Design patterns every programmer should know

design-patterns


Design patterns are optimized, reusable solutions to the programming problems that we encounter every day. A design pattern is a description, or template, for how to solve a problem that can be used in many different situations, it's not language-specific. A good design pattern should be implementable in most if not all languages, depending on the capabilities of the language.

Singleton

The singleton pattern is used to limit the creation of a class to only one object. This is beneficial when one and only one object is needed to coordinate actions across the system. There are several examples of where only a single instance of a class should exist, including caches, thread pools, and registries.

Adapter

The adapter pattern is a design pattern that allows the interface of an existing class to be used as another interface. It is often used to make existing classes work with others without modifying their source code.

Factory method

A factory is a creator of objects that have a common interface. Factory method is a pattern that defines an interface for creating an object but lets subclasses decide which class to instantiate. To accomplish this, objects are created by calling a factory method instead of fo calling a constructor.

Object pool

This pattern is useful when it is necessary to work with a large number of objects that are particularly expensive to instantiate especially if each object is only needed for a short period of time. instead of creating and destroying the expensive objects, the object pool pattern suggests reusing the already created objects.

Builder

The builder design pattern is a pattern that separates the construction of a complex object from its representation.
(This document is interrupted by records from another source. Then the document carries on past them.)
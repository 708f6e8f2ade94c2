use chrono::NaiveDate;

use super::FieldErrors;
use crate::model::absence::AbsenceType;
use crate::model::leave_balance::{BalanceUpdate, LeaveBalance};

/// Outcome of checking a request against a leave balance.
#[derive(Debug, Clone, Copy, PartialEq)]
pub struct Sufficiency {
    pub sufficient: bool,
    pub remaining: f64,
    /// False when no balance record was available. Callers must treat an
    /// unverified result as "cannot verify", never as a block.
    pub verified: bool,
}

/// Calendar days covered by a request, inclusive of both ends.
pub fn compute_duration(start: NaiveDate, end: NaiveDate) -> u32 {
    let span = (end - start).num_days().unsigned_abs();
    u32::try_from(span).unwrap_or(u32::MAX - 1) + 1
}

pub fn evaluate_sufficiency(
    balance: Option<&LeaveBalance>,
    absence_type: AbsenceType,
    requested_days: u32,
) -> Sufficiency {
    let remaining = balance.map_or(0.0, |b| b.remaining(absence_type));
    Sufficiency {
        sufficient: f64::from(requested_days) <= remaining,
        remaining,
        verified: balance.is_some(),
    }
}

/// Renders a day count without a trailing `.0` for whole days.
pub fn format_days(days: f64) -> String {
    if days.fract() == 0.0 {
        format!("{}", days as i64)
    } else {
        format!("{days}")
    }
}

/// Collects every problem with an admin balance update.
pub fn validate_balance_update(update: &BalanceUpdate) -> FieldErrors {
    let mut errors = FieldErrors::new();

    if update.year.is_none() {
        errors.insert("year", "Year is required".to_string());
    }

    let fields = [
        ("vacationDays", update.vacation_days, "Vacation"),
        ("sickDays", update.sick_days, "Sick"),
        ("personalDays", update.personal_days, "Personal"),
    ];
    for (field, value, label) in fields {
        if value.is_some_and(|days| days < 0.0 || !days.is_finite()) {
            errors.insert(field, format!("{label} days cannot be negative"));
        }
    }

    if fields.iter().all(|(_, value, _)| value.is_none()) {
        errors.insert(
            "general",
            "At least one balance field must be updated".to_string(),
        );
    }

    errors
}
use derive_more::Display;
use serde::{Deserialize, Serialize};

/// Opaque identifier used for absence requests, accounts and departments.
///
/// The upstream API is not consistent about sending ids as JSON strings or
/// numbers, so both are accepted and normalized to text.
#[derive(Debug, Display, Clone, PartialEq, Eq, Hash, PartialOrd, Ord, Serialize, Deserialize)]
#[serde(from = "RawId", into = "String")]
pub struct Id(String);

impl Id {
    pub fn new(value: impl Into<String>) -> Self {
        Self(value.into())
    }
}

#[derive(Deserialize)]
#[serde(untagged)]
enum RawId {
    Text(String),
    Signed(i64),
    Unsigned(u64),
}

impl From<RawId> for Id {
    fn from(raw: RawId) -> Self {
        match raw {
            RawId::Text(text) => Id(text),
            RawId::Signed(n) => Id(n.to_string()),
            RawId::Unsigned(n) => Id(n.to_string()),
        }
    }
}

impl From<Id> for String {
    fn from(id: Id) -> Self {
        id.0
    }
}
By doing so the same construction process can create different representation. Simply said, it builds a complex object using simple objects and a step by step approach

Composite

The composite pattern describes a group of objects that are treated the same way as a single instance of the same type of object. Composite should be used when clients ignore the differences between compositions of objects and individual objects.

Prototype

This pattern uses a prototype to create new objects by copying the prototype. In other words, instead of creating new objects, we clone them from the prototype. This pattern used when object creation is resourced expensive. By cloning new objects, we avoid the inherent cost of creating a new object in a standard way.